Greek Prime Minister George Papandreou. (Photo: Prime Minister of Greece / Flickr)

Little did the Greek people know when “socialist” prime minister George Papandreou, back in June 2010, in one of his notorious speeches proclaimed the “revolution of the self-evident,”[1] that he was creating a new semantic field both for what is considered “revolutionary” and for “self-evidence.”

Fifteen months later, Greek society and the entire world witness a tour de force in the theater of the political absurd, where the only “self-evidence” is that Greece plays the leading role in an unprecedented financial and political experiment. But there's a spoiler: the lead role hero dies at the end of the play. In the Greek prime minister's dictionary, “revolution of the self-evident” means impunity for politicians, former ministers and other high-power public figures who have been involved in economic scandals and public money squandering, ongoing political corruption, increasing militarization of the country, total repression of dissent and criminalization of public space, welfare and protection for the rich, despair and “sacrifice” – as it is euphemistically called – for Greek working people, privatization of public services, the selling off of natural resources, and the “revolutionary” list goes on.

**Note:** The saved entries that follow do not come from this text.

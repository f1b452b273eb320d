//! RAOP-specific SDP parsing
//!
//! Extracts codec, decoder and encryption parameters from an `ANNOUNCE` body.

use std::str::FromStr;

use thiserror::Error;
use zeroize::Zeroizing;

use super::{SdpParseError, SessionDescription};
use crate::protocol::crypto::{CryptoError, ServerKey, decode_base64, lengths};

/// Audio codecs a RAOP receiver negotiates
#[derive(Debug, Clone, Copy, PartialEq, Eq, Hash)]
pub enum AudioCodec {
    /// 16-bit big-endian linear PCM (`L16`)
    Pcm,
    /// Apple Lossless (`AppleLossless`)
    Alac,
}

impl AudioCodec {
    /// Pick the codec named by an `rtpmap` value
    #[must_use]
    pub fn from_rtpmap(rtpmap: &str) -> Option<Self> {
        if rtpmap.contains("AppleLossless") {
            Some(AudioCodec::Alac)
        } else if rtpmap.contains("L16") {
            Some(AudioCodec::Pcm)
        } else {
            None
        }
    }
}

/// The eleven positional `fmtp` fields
///
/// These are the ALAC "magic cookie" parameters; PCM streams carry the same
/// line and the byte-swap decoder ignores it.
#[derive(Debug, Clone, Copy, PartialEq, Eq)]
pub struct DecoderConfig {
    /// Samples per packet
    pub frame_length: u32,
    /// Compatible version
    pub compatible_version: u8,
    /// Bits per sample
    pub bit_depth: u8,
    /// Rice history mult
    pub pb: u8,
    /// Rice initial history
    pub mb: u8,
    /// Rice limit
    pub kb: u8,
    /// Number of channels
    pub channels: u8,
    /// Max run
    pub max_run: u16,
    /// Max frame bytes
    pub max_frame_bytes: u32,
    /// Average bit rate
    pub avg_bit_rate: u32,
    /// Sample rate
    pub sample_rate: u32,
}

impl Default for DecoderConfig {
    /// iTunes' stock values: `352 0 16 40 10 14 2 255 0 0 44100`
    fn default() -> Self {
        Self {
            frame_length: 352,
            compatible_version: 0,
            bit_depth: 16,
            pb: 40,
            mb: 10,
            kb: 14,
            channels: 2,
            max_run: 255,
            max_frame_bytes: 0,
            avg_bit_rate: 0,
            sample_rate: 44100,
        }
    }
}

fn fmtp_field<T: FromStr>(parts: &[&str], index: usize, name: &str) -> Result<T, SdpParseError> {
    parts[index]
        .parse()
        .map_err(|_| SdpParseError::InvalidAttribute(format!("fmtp {name}: {}", parts[index])))
}

impl DecoderConfig {
    /// Parse an `fmtp` attribute value
    ///
    /// Accepts `96 352 0 16 40 10 14 2 255 0 0 44100` (payload type first) or
    /// the same without the payload type.
    ///
    /// # Errors
    /// Returns `SdpParseError::InvalidAttribute` on a wrong field count or a
    /// non-numeric field.
    pub fn from_fmtp(fmtp: &str) -> Result<Self, SdpParseError> {
        let parts: Vec<&str> = fmtp.split_whitespace().collect();
        let offset = match parts.len() {
            12 => 1,
            11 => 0,
            n => {
                return Err(SdpParseError::InvalidAttribute(format!(
                    "fmtp needs 11 fields, got {n}: {fmtp}"
                )));
            }
        };
        let p = &parts[offset..];

        Ok(Self {
            frame_length: fmtp_field(p, 0, "frame length")?,
            compatible_version: fmtp_field(p, 1, "compatible version")?,
            bit_depth: fmtp_field(p, 2, "bit depth")?,
            pb: fmtp_field(p, 3, "pb")?,
            mb: fmtp_field(p, 4, "mb")?,
            kb: fmtp_field(p, 5, "kb")?,
            channels: fmtp_field(p, 6, "channels")?,
            max_run: fmtp_field(p, 7, "max run")?,
            max_frame_bytes: fmtp_field(p, 8, "max frame bytes")?,
            avg_bit_rate: fmtp_field(p, 9, "average bit rate")?,
            sample_rate: fmtp_field(p, 10, "sample rate")?,
        })
    }
}

/// Why an `ANNOUNCE` body was rejected
#[derive(Debug, Error)]
pub enum AnnounceError {
    /// `rtpmap` names neither `L16` nor `AppleLossless`
    #[error("Codec not supported ({0})")]
    UnsupportedCodec(String),

    /// No `rtpmap` attribute at all
    #[error("Codec not supported (no rtpmap)")]
    MissingCodec,

    /// Malformed attribute
    #[error(transparent)]
    Sdp(#[from] SdpParseError),

    /// Key unwrap or base64 failure
    #[error(transparent)]
    Crypto(#[from] CryptoError),
}

/// Everything a session needs from the `ANNOUNCE` body
#[derive(Debug, Clone)]
pub struct AnnounceParameters {
    /// Codec selected from `rtpmap`
    pub codec: AudioCodec,
    /// Raw `rtpmap` value, e.g. `96 L16/44100/2`
    pub rtpmap: String,
    /// Decoder configuration from `fmtp`, or the stock values
    pub decoder_config: DecoderConfig,
    /// AES key unwrapped from `rsaaeskey`
    pub aes_key: Option<Zeroizing<Vec<u8>>>,
    /// AES IV from `aesiv`
    pub aes_iv: Option<Vec<u8>>,
    /// Sender display name (`i=`)
    pub client_name: Option<String>,
    /// Sender asked for IPv6 (`c=IN IP6 ...`)
    pub ipv6: bool,
}

impl AnnounceParameters {
    /// Extract announce parameters, unwrapping the session key with `server_key`
    ///
    /// # Errors
    /// Returns `AnnounceError` for an unsupported or missing codec, a
    /// malformed `fmtp`, or a key/IV that fails to decode.
    pub fn from_sdp(sdp: &SessionDescription, server_key: &ServerKey) -> Result<Self, AnnounceError> {
        let rtpmap = sdp.attribute("rtpmap").ok_or(AnnounceError::MissingCodec)?;
        let codec = AudioCodec::from_rtpmap(rtpmap)
            .ok_or_else(|| AnnounceError::UnsupportedCodec(rtpmap.to_string()))?;

        let decoder_config = sdp
            .attribute("fmtp")
            .map(DecoderConfig::from_fmtp)
            .transpose()?
            .unwrap_or_default();

        let aes_key = sdp
            .attribute("rsaaeskey")
            .map(|encoded| -> Result<_, CryptoError> {
                let wrapped = decode_base64(encoded)?;
                let key = Zeroizing::new(server_key.decrypt_oaep(&wrapped)?);
                if key.len() != lengths::AES_128_KEY {
                    return Err(CryptoError::InvalidKeyLength {
                        expected: lengths::AES_128_KEY,
                        actual: key.len(),
                    });
                }
                Ok(key)
            })
            .transpose()?;

        let aes_iv = sdp.attribute("aesiv").map(decode_base64).transpose()?;
        if let Some(iv) = &aes_iv {
            if iv.len() != lengths::AES_BLOCK {
                return Err(CryptoError::InvalidKeyLength {
                    expected: lengths::AES_BLOCK,
                    actual: iv.len(),
                }
                .into());
            }
        }
        if aes_key.is_some() && aes_iv.is_none() {
            return Err(SdpParseError::MissingField("aesiv").into());
        }

        Ok(Self {
            codec,
            rtpmap: rtpmap.to_string(),
            decoder_config,
            aes_key,
            aes_iv,
            client_name: sdp.client_name().map(str::to_string),
            ipv6: sdp.is_ipv6(),
        })
    }

    /// True if the stream is AES encrypted
    #[must_use]
    pub fn is_encrypted(&self) -> bool {
        self.aes_key.is_some()
    }
}
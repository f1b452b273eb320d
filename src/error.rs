use thiserror::Error;

use crate::protocol::crypto::CryptoError;
use crate::protocol::rtsp::StatusCode;
use crate::protocol::sdp::AnnounceError;
use crate::receiver::rtp_receiver::RtpReceiveError;

/// Why a control request was refused
///
/// Every variant but `Timeout` resolves to an RTSP status on the connection
/// that caused it. None of them reach the application except through
/// [`ReceiverEvent`](crate::ReceiverEvent).
#[derive(Debug, Error)]
pub enum RaopError {
    /// Malformed or unknown request
    #[error("protocol error: {0}")]
    Protocol(String),

    /// Missing or wrong digest credentials
    #[error("authentication required")]
    Auth,

    /// Another client is already connected
    #[error("receiver busy")]
    Capacity,

    /// The announced codec cannot be decoded
    #[error("unsupported media: {0}")]
    UnsupportedMedia(String),

    /// Key unwrap or signing failed
    #[error("crypto failure: {0}")]
    Crypto(#[from] CryptoError),

    /// Request not valid for this connection or session state
    #[error("method not valid in this state: {0}")]
    InvalidState(String),

    /// UDP sockets could not be set up
    #[error("transport setup failed: {0}")]
    Transport(#[from] RtpReceiveError),

    /// Control heartbeat stopped
    #[error("control channel timed out")]
    Timeout,
}

impl RaopError {
    /// RTSP status sent back for this error, if any
    #[must_use]
    pub fn status(&self) -> Option<StatusCode> {
        match self {
            Self::Protocol(_) | Self::Crypto(_) => Some(StatusCode::BAD_REQUEST),
            Self::Auth => Some(StatusCode::UNAUTHORIZED),
            Self::Capacity => Some(StatusCode::NOT_ENOUGH_BANDWIDTH),
            Self::UnsupportedMedia(_) => Some(StatusCode::UNSUPPORTED_MEDIA_TYPE),
            Self::InvalidState(_) => Some(StatusCode::METHOD_NOT_VALID_IN_STATE),
            Self::Transport(_) => Some(StatusCode::INTERNAL_ERROR),
            Self::Timeout => None,
        }
    }

    /// The control connection is closed after the response
    #[must_use]
    pub fn closes_connection(&self) -> bool {
        matches!(self, Self::Protocol(_))
    }
}

impl From<AnnounceError> for RaopError {
    fn from(err: AnnounceError) -> Self {
        match err {
            AnnounceError::Crypto(e) => Self::Crypto(e),
            other => Self::UnsupportedMedia(other.to_string()),
        }
    }
}
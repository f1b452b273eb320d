//! Receiver session state
//!
//! One [`Session`] exists per receiver. It carries what the current client
//! negotiated (codec, key material, ports) plus the latest metadata snapshot,
//! and is reset to `Idle` on teardown.

use bytes::Bytes;
use zeroize::Zeroize;

use crate::protocol::daap::{DmapMap, DmapValue};
use crate::protocol::sdp::AnnounceParameters;

/// Session states following the RAOP request flow
#[derive(Debug, Clone, Copy, PartialEq, Eq, Default)]
pub enum SessionState {
    /// No client has announced
    #[default]
    Idle,
    /// `ANNOUNCE` accepted, waiting for `SETUP`
    AwaitingSetup,
    /// UDP ports bound
    Ready,
    /// `RECORD` received
    Streaming,
}

impl SessionState {
    /// Check if transition to new state is valid
    #[must_use]
    pub fn can_transition_to(&self, new_state: SessionState) -> bool {
        use SessionState::{AwaitingSetup, Idle, Ready, Streaming};

        match (self, new_state) {
            (Idle, AwaitingSetup)
            | (AwaitingSetup | Ready | Streaming, Ready)
            | (Ready | Streaming, Streaming)
            | (_, Idle) => true,

            _ => false,
        }
    }

    /// Ports are bound and audio may arrive
    #[must_use]
    pub fn is_active(&self) -> bool {
        matches!(self, SessionState::Ready | SessionState::Streaming)
    }
}

/// Initial sequence/timestamp pair from `RTP-Info`
#[derive(Debug, Clone, Copy, PartialEq, Eq)]
pub struct RtpInfo {
    /// First RTP sequence number
    pub seq: u16,
    /// First RTP timestamp
    pub rtptime: u32,
}

impl RtpInfo {
    /// Parse `seq=<n>;rtptime=<n>`
    ///
    /// Fields may appear in either order; both are required.
    #[must_use]
    pub fn parse(value: &str) -> Option<Self> {
        let mut seq = None;
        let mut rtptime = None;

        for field in value.split(';') {
            let Some((key, val)) = field.trim().split_once('=') else {
                continue;
            };
            match key.trim() {
                "seq" => seq = val.trim().parse().ok(),
                "rtptime" => rtptime = val.trim().parse().ok(),
                _ => {}
            }
        }

        Some(Self {
            seq: seq?,
            rtptime: rtptime?,
        })
    }
}

/// Metadata snapshot handed to the application
///
/// A DMAP update replaces `tags` wholesale; the other fields follow their own
/// `SET_PARAMETER` content types.
#[derive(Debug, Clone, Default, PartialEq)]
pub struct Metadata {
    /// Sender display name (`i=` in the announce body)
    pub client_name: Option<String>,
    /// Last volume received, in dB (`-144.0` is mute)
    pub volume: Option<f32>,
    /// Last `progress` value, verbatim (`start/current/end`)
    pub progress: Option<String>,
    /// Last artwork image
    pub artwork: Option<Bytes>,
    /// Decoded DMAP tags
    pub tags: DmapMap,
}

impl Metadata {
    fn tag_str(&self, tag: &str) -> Option<&str> {
        self.tags.get(tag).and_then(DmapValue::as_str)
    }

    /// Track title (`minm`)
    #[must_use]
    pub fn title(&self) -> Option<&str> {
        self.tag_str("minm")
    }

    /// Artist (`asar`)
    #[must_use]
    pub fn artist(&self) -> Option<&str> {
        self.tag_str("asar")
    }

    /// Album (`asal`)
    #[must_use]
    pub fn album(&self) -> Option<&str> {
        self.tag_str("asal")
    }

    /// Genre (`asgn`)
    #[must_use]
    pub fn genre(&self) -> Option<&str> {
        self.tag_str("asgn")
    }

    /// Track length in milliseconds (`astm`)
    #[must_use]
    pub fn duration_ms(&self) -> Option<u32> {
        self.tags
            .get("astm")
            .and_then(DmapValue::as_u64)
            .and_then(|ms| u32::try_from(ms).ok())
    }
}

/// Negotiated state of the current client
#[derive(Debug, Default)]
pub struct Session {
    state: SessionState,
    /// Parameters from the accepted `ANNOUNCE`
    pub announce: Option<AnnounceParameters>,
    /// `Session` header value handed out at `SETUP`
    pub session_id: Option<String>,
    /// Stream start from `RECORD`
    pub rtp_info: Option<RtpInfo>,
    /// Latest metadata
    pub metadata: Metadata,
    /// Outstanding digest nonce
    pub nonce: Option<String>,
}

impl Session {
    /// Fresh idle session
    #[must_use]
    pub fn new() -> Self {
        Self::default()
    }

    /// Current state
    #[must_use]
    pub fn state(&self) -> SessionState {
        self.state
    }

    /// Move to `new_state`, returning false if the move is not allowed
    pub fn transition(&mut self, new_state: SessionState) -> bool {
        if !self.state.can_transition_to(new_state) {
            tracing::debug!("Rejected session transition {:?} -> {:?}", self.state, new_state);
            return false;
        }
        tracing::trace!("Session {:?} -> {:?}", self.state, new_state);
        self.state = new_state;
        true
    }

    /// Wipe key material and metadata and go back to `Idle`
    pub fn reset(&mut self) {
        if let Some(mut announce) = self.announce.take() {
            if let Some(iv) = announce.aes_iv.as_mut() {
                iv.zeroize();
            }
            // the key itself is `Zeroizing` and wipes on drop
        }
        self.session_id = None;
        self.rtp_info = None;
        self.metadata = Metadata::default();
        self.nonce = None;
        self.state = SessionState::Idle;
    }
}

The tool for this new “revolution” is the politics of submission: Greece's submission to international markets, speculators and money sharks, Greeks' submission to new austerity measures in the name of progress, media submission to the official government line, the prime minister's cabinet's submission to the International Monetary Fund (IMF) and the European Central Bank (ECB), people's minds' submission to the “self-evident.”

Re-appropriating and distorting the word “revolution,” the government set the stage for the most neoliberal, antisocial and authoritarian policies the country has ever witnessed in its history (and Greece was under a colonels' dictatorship between 1967 and 1974). There is something to be said when the word “revolution” is used to signify the overthrow of democracy and the abolition of the constitution and of any justice principle.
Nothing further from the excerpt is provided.